- Decades:: 1960s; 1970s; 1980s; 1990s; 2000s;
- See also:: Other events of 1989 List of years in Afghanistan

= 1989 in Afghanistan =

The following lists events that happened during 1989 in Afghanistan.

==Incumbents==
- President: Mohammad Najibullah
- Chairman of the Council of Ministers: Mohammad Hasan Sharq (until 21 February), Sultan Ali Keshtmand (starting 21 February)
- Vice Presidents: Abdul Rahim Hatif,	Mohammed Rafie, Abdul Hamid Mohtat and Abdul Wahed Sorabi

==Events==
===February===
- February 2 - Najibullah makes repeated offers to start a policy of national reconciliation, but rebel leaders reject them. Afghanistan's relations with Pakistan deteriorate further. Pakistan does not turn away refugees during the year, but the strain on its economy is increasing since other countries cut their contributions after the Soviet withdrawal. International relief agencies and government officials estimate that about 100,000 Afghans have returned home, but the flow is difficult to gauge because of the country's porous borders.
- February 15 - The last Soviet soldiers rides out of Afghanistan, ending a nine-year intervention that left 15,000 Soviet troops dead and that failed to defeat Muslim rebels seeking the government's overthrow. Predictions by Western governments that Najibullah's regime would fall as soon as the Soviets leave prove wrong. The former secret police chief shows himself to be a shrewd political infighter and deftly appeals to nationalistic sentiments in his war-ravaged nation. Three days after the Soviet pullout Najibullah declares a state of emergency, and on February 19 he replaces seven members of his cabinet who do not belong to the governing PDPA with party members, a move aimed at consolidating the party's powers. Prime Minister Sharq, another non-party member, resigns on February 20. Sultan Ali Keshtmand, a ranking member of the Politburo and a Communist hard-liner, is named prime minister on February 21 after a 21-member Supreme Defense Council headed by Najibullah effectively assumed power.
- February 23 - The Muslim rebels set up an interim government in Pakistan.
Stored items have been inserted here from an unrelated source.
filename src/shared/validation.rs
use lazy_static::lazy_static;
use regex::Regex;

lazy_static! {
    /// Regex for catalog values (university, department, subject names)
    /// Must start with a letter or digit; may contain spaces and common punctuation
    /// - Valid: "City College", "Signals and Systems", "C++ Programming", "St. Mary's (North)"
    /// - Invalid: " Leading space", "-dash", "<script>", "a\tb"
    pub static ref CATALOG_VALUE_REGEX: Regex =
        Regex::new(r"^[\p{L}\p{N}][\p{L}\p{N} .,&'()+/:-]*$").unwrap();
}

/// Collapses runs of whitespace and trims the ends
pub fn normalize_catalog_value(value: &str) -> String {
    value.split_whitespace().collect::<Vec<_>>().join(" ")
}
//! User directory.
//!
//! Entries are keyed by the token subject and created on the first
//! authenticated request.
//!
//! ## Endpoints
//!
//! | Method | Endpoint | Description |
//! |--------|----------|-------------|
//! | GET | `/api/users/me` | Current directory entry |
//! | PATCH | `/api/users/me` | Update name, university, department |

pub mod dtos;
pub mod handlers;
pub mod models;
pub mod routes;
pub mod services;
pub mod stores;

pub use services::UserService;
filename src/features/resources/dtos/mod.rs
mod resource_dto;

pub use resource_dto::*;
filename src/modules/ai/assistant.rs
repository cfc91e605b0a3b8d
use async_trait::async_trait;

use super::chat_client::ChatClient;
use super::error::AiError;
use super::summarizer::truncate_chars;
use crate::shared::prompts::render_answer_prompt;

const MAX_CONTEXT_CHARS: usize = 48_000;

/// Stateless one-shot question answering over a single document
#[async_trait]
pub trait DocumentAssistant: Send + Sync {
    async fn answer(&self, document_text: &str, question: &str) -> Result<String, AiError>;
}

pub struct LlmDocumentAssistant {
    client: ChatClient,
}

impl LlmDocumentAssistant {
    pub fn new(client: ChatClient) -> Self {
        Self { client }
    }
}

#[async_trait]
impl DocumentAssistant for LlmDocumentAssistant {
    async fn answer(&self, document_text: &str, question: &str) -> Result<String, AiError> {
        let system = render_answer_prompt(truncate_chars(document_text, MAX_CONTEXT_CHARS))?;
        let answer = self.client.complete(&system, question).await?;
        Ok(answer.trim().to_string())
    }
}
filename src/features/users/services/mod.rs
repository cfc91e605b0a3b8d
mod user_service;

pub use user_service::UserService;
use std::sync::Arc;

use crate::core::error::{AppError, Result};
use crate::features::auth::model::AuthenticatedUser;
use crate::features::catalogs::CatalogService;
use crate::features::users::models::{ProfileUpdate, User, UserRole};
use crate::features::users::stores::UserStore;
use crate::shared::validation::normalize_catalog_value;

/// User directory backed by a `UserStore`
pub struct UserService {
    store: Arc<dyn UserStore>,
    catalogs: Arc<CatalogService>,
}

impl UserService {
    pub fn new(store: Arc<dyn UserStore>, catalogs: Arc<CatalogService>) -> Self {
        Self { store, catalogs }
    }

    /// Returns the directory entry for the token subject, creating a Student
    /// entry on first sight.
    pub async fn resolve_or_create(&self, identity: &AuthenticatedUser) -> Result<User> {
        if let Some(user) = self.store.get(&identity.sub).await? {
            return Ok(user);
        }

        let user = self.store.insert_if_absent(&User::student(identity)).await?;
        tracing::info!("User registered: {} ({})", user.uid, user.name);
        Ok(user)
    }

    pub async fn get(&self, uid: &str) -> Result<User> {
        self.store
            .get(uid)
            .await?
            .ok_or_else(|| AppError::NotFound(format!("User {} not found", uid)))
    }

    pub async fn update_affiliation(&self, uid: &str, update: ProfileUpdate) -> Result<User> {
        let update = ProfileUpdate {
            name: update
                .name
                .map(|n| n.trim().to_string())
                .filter(|n| !n.is_empty()),
            university: update
                .university
                .map(|u| normalize_catalog_value(&u))
                .filter(|u| !u.is_empty()),
            department: update
                .department
                .map(|d| normalize_catalog_value(&d))
                .filter(|d| !d.is_empty()),
        };

        let user = self
            .store
            .update_profile(uid, &update)
            .await?
            .ok_or_else(|| AppError::NotFound(format!("User {} not found", uid)))?;

        self.catalogs
            .register(
                update.university.as_deref(),
                update.department.as_deref(),
                None,
            )
            .await;

        tracing::info!("Profile updated: {}", uid);
        Ok(user)
    }

    pub async fn set_role(&self, uid: &str, role: UserRole) -> Result<User> {
        let user = self
            .store
            .set_role(uid, role)
            .await?
            .ok_or_else(|| AppError::NotFound(format!("User {} not found", uid)))?;

        tracing::info!("Role of {} set to {}", uid, role);
        Ok(user)
    }
}
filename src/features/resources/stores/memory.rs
//! In-memory resource store for tests.
//!
//! Conditional updates run under one write lock so they behave like the
//! single-statement updates of the Postgres store.

use async_trait::async_trait;
use chrono::Utc;
use std::sync::atomic::{AtomicBool, Ordering};
use std::sync::RwLock;
use uuid::Uuid;

use super::{enrichment_fields, ResourceQuery, ResourceStore};
use crate::core::error::{AppError, Result};
use crate::features::resources::models::{
    EnrichmentStatus, EnrichmentWrite, Resource, ResourceStatus,
};
use crate::shared::constants::{NOTES_GENERATING, SUMMARY_GENERATING};

#[derive(Default)]
pub struct MemoryResourceStore {
    resources: RwLock<Vec<Resource>>,
    fail_reads: AtomicBool,
    deny_writes: AtomicBool,
}

impl MemoryResourceStore {
    pub fn new() -> Self {
        Self::default()
    }

    /// Makes `get` and `list` fail as an unreachable database would
    pub fn fail_reads(&self) {
        self.fail_reads.store(true, Ordering::SeqCst);
    }

    /// Makes every write fail with a permission error
    pub fn deny_writes(&self) {
        self.deny_writes.store(true, Ordering::SeqCst);
    }

    pub fn len(&self) -> usize {
        self.resources.read().unwrap().len()
    }

    fn check_read(&self) -> Result<()> {
        if self.fail_reads.load(Ordering::SeqCst) {
            return Err(AppError::Database(sqlx::Error::PoolTimedOut));
        }
        Ok(())
    }

    fn check_write(&self) -> Result<()> {
        if self.deny_writes.load(Ordering::SeqCst) {
            return Err(AppError::PermissionDenied(
                "permission denied for table resources".to_string(),
            ));
        }
        Ok(())
    }

    /// Applies `update` to the resource if `guard` holds, returning the new row
    fn update_if(
        &self,
        id: Uuid,
        guard: impl Fn(&Resource) -> bool,
        update: impl FnOnce(&mut Resource),
    ) -> Result<Option<Resource>> {
        self.check_write()?;
        let mut resources = self.resources.write().unwrap();

        Ok(resources
            .iter_mut()
            .find(|r| r.id == id && guard(r))
            .map(|resource| {
                update(resource);
                resource.updated_at = Utc::now();
                resource.clone()
            }))
    }
}

#[async_trait]
impl ResourceStore for MemoryResourceStore {
    async fn insert(&self, resource: &Resource) -> Result<()> {
        self.check_write()?;
        self.resources.write().unwrap().push(resource.clone());
        Ok(())
    }

    async fn get(&self, id: Uuid) -> Result<Option<Resource>> {
        self.check_read()?;
        Ok(self
            .resources
            .read()
            .unwrap()
            .iter()
            .find(|r| r.id == id)
            .cloned())
    }

    async fn list(&self, query: &ResourceQuery) -> Result<Vec<Resource>> {
        self.check_read()?;
        Ok(self
            .resources
            .read()
            .unwrap()
            .iter()
            .filter(|r| query.matches(r))
            .cloned()
            .collect())
    }

    async fn mark_approved(
        &self,
        id: Uuid,
        content: &str,
        reviewer: &str,
    ) -> Result<Option<Resource>> {
        self.update_if(
            id,
            |r| r.status == ResourceStatus::Pending,
            |r| {
                r.status = ResourceStatus::Approved;
                r.content = content.to_string();
                r.summary = SUMMARY_GENERATING.to_string();
                r.short_notes = NOTES_GENERATING.to_string();
                r.enrichment_status = EnrichmentStatus::Generating;
                r.enrichment_attempt += 1;
                r.reviewed_at = Some(Utc::now());
                r.reviewed_by = Some(reviewer.to_string());
            },
        )
    }

    async fn mark_rejected(&self, id: Uuid, reviewer: &str) -> Result<Option<Resource>> {
        self.update_if(
            id,
            |r| r.status == ResourceStatus::Pending,
            |r| {
                r.status = ResourceStatus::Rejected;
                r.reviewed_at = Some(Utc::now());
                r.reviewed_by = Some(reviewer.to_string());
            },
        )
    }

    async fn restart_enrichment(&self, id: Uuid, attempt: i32) -> Result<Option<Resource>> {
        self.update_if(
            id,
            |r| r.status == ResourceStatus::Approved && r.enrichment_attempt == attempt,
            |r| {
                r.summary = SUMMARY_GENERATING.to_string();
                r.short_notes = NOTES_GENERATING.to_string();
                r.enrichment_status = EnrichmentStatus::Generating;
                r.enrichment_attempt += 1;
            },
        )
    }

    async fn write_enrichment(
        &self,
        id: Uuid,
        attempt: i32,
        write: &EnrichmentWrite,
    ) -> Result<bool> {
        let (summary, short_notes, status) = enrichment_fields(write);

        let updated = self.update_if(
            id,
            |r| r.enrichment_attempt == attempt,
            |r| {
                r.summary = summary.to_string();
                r.short_notes = short_notes.to_string();
                r.enrichment_status = status;
            },
        )?;

        Ok(updated.is_some())
    }
}
mod admin_handlers;

pub use admin_handlers::*;
use chrono::{DateTime, Utc};
use serde::{Deserialize, Serialize};
use sqlx::{FromRow, Type};
use utoipa::ToSchema;

#[derive(Debug, Clone, Copy, PartialEq, Eq, Hash, Serialize, Deserialize, Type, ToSchema)]
#[sqlx(type_name = "catalog_kind", rename_all = "snake_case")]
#[serde(rename_all = "snake_case")]
pub enum CatalogKind {
    University,
    Department,
    /// Keyed by the department it belongs to
    Subject,
}

impl std::fmt::Display for CatalogKind {
    fn fmt(&self, f: &mut std::fmt::Formatter<'_>) -> std::fmt::Result {
        match self {
            CatalogKind::University => write!(f, "university"),
            CatalogKind::Department => write!(f, "department"),
            CatalogKind::Subject => write!(f, "subject"),
        }
    }
}

/// Database model for one catalog value. `parent` is the department for
/// subjects and empty otherwise.
#[derive(Debug, Clone, FromRow)]
pub struct CatalogEntry {
    pub kind: CatalogKind,
    pub value: String,
    pub parent: String,
    pub created_at: DateTime<Utc>,
}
After three weeks of fractious debate, an assembly of 440 delegates elects an interim government with Sibghatullah Mojadedi, considered a moderate, as president. Rasul Sayaf, a hard-line fundamentalist from the Ittehad-i-Islami rebel group, is elected prime minister. Afghan Shi`ite guerrillas, most of whom are in Iran, boycott the assembly after the Pakistan-based rebels, the majority of whom are Sunnites, refused to give them the representation they sought. The Shi`ites constitute only 17% of the Afghan population but make up 40% of the refugees, who provide many of the guerrillas. The rebel government is officially recognized by Saudi Arabia on March 9, and Bahrain, Malaysia, and The Sudan also announce their recognition. The U.S. and Pakistan, the rebels' main backers, withhold recognition until a functioning administration is established, but the U.S. names a special presidential envoy to the Afghanistan resistance, with the rank of ambassador.

===July===
- The Kabul regime successfully pushes back rebel forces from the strategic city of Jalalabad. Jalalabad, 70 km west of the Pakistani border, is the country's third largest city.

===October===
- A group of 15 former top officials and military officers, having formed what they call a third force to try to bridge the gap between Kabul and the guerrillas, issues a manifesto calling for an end to both Soviet and U.S. interference. Calling themselves the National Salvation Society, most of them served the deposed King Zahir Shah, and the government does not oppose the group because it might help lure the 74-year-old former monarch home from exile in Italy. The king is still a popular figure in Afghanistan, and his return might lend Najibullah the legitimacy he seeks at home and abroad. The king's return might also fracture the squabbling rebel alliance, since the leaders of the seven Pakistan-based rebel groups range from bitter antimonarchists to former palace advisers.

===November===
- November 1 - The UN General Assembly passes an unprecedented resolution calling on the Afghan government and the rebels to open negotiations to establish a coalition government.

===December===
- December 24: The Congress of People's Deputies of the Soviet Union declares the 1979 invasion of Afghanistan unconstitutional (Resolution no. 982-1), deeming it "a decision by a small circle of people taken in violation of the Soviet Constitution, which reserves such matters to jurisdiction of higher state institutions".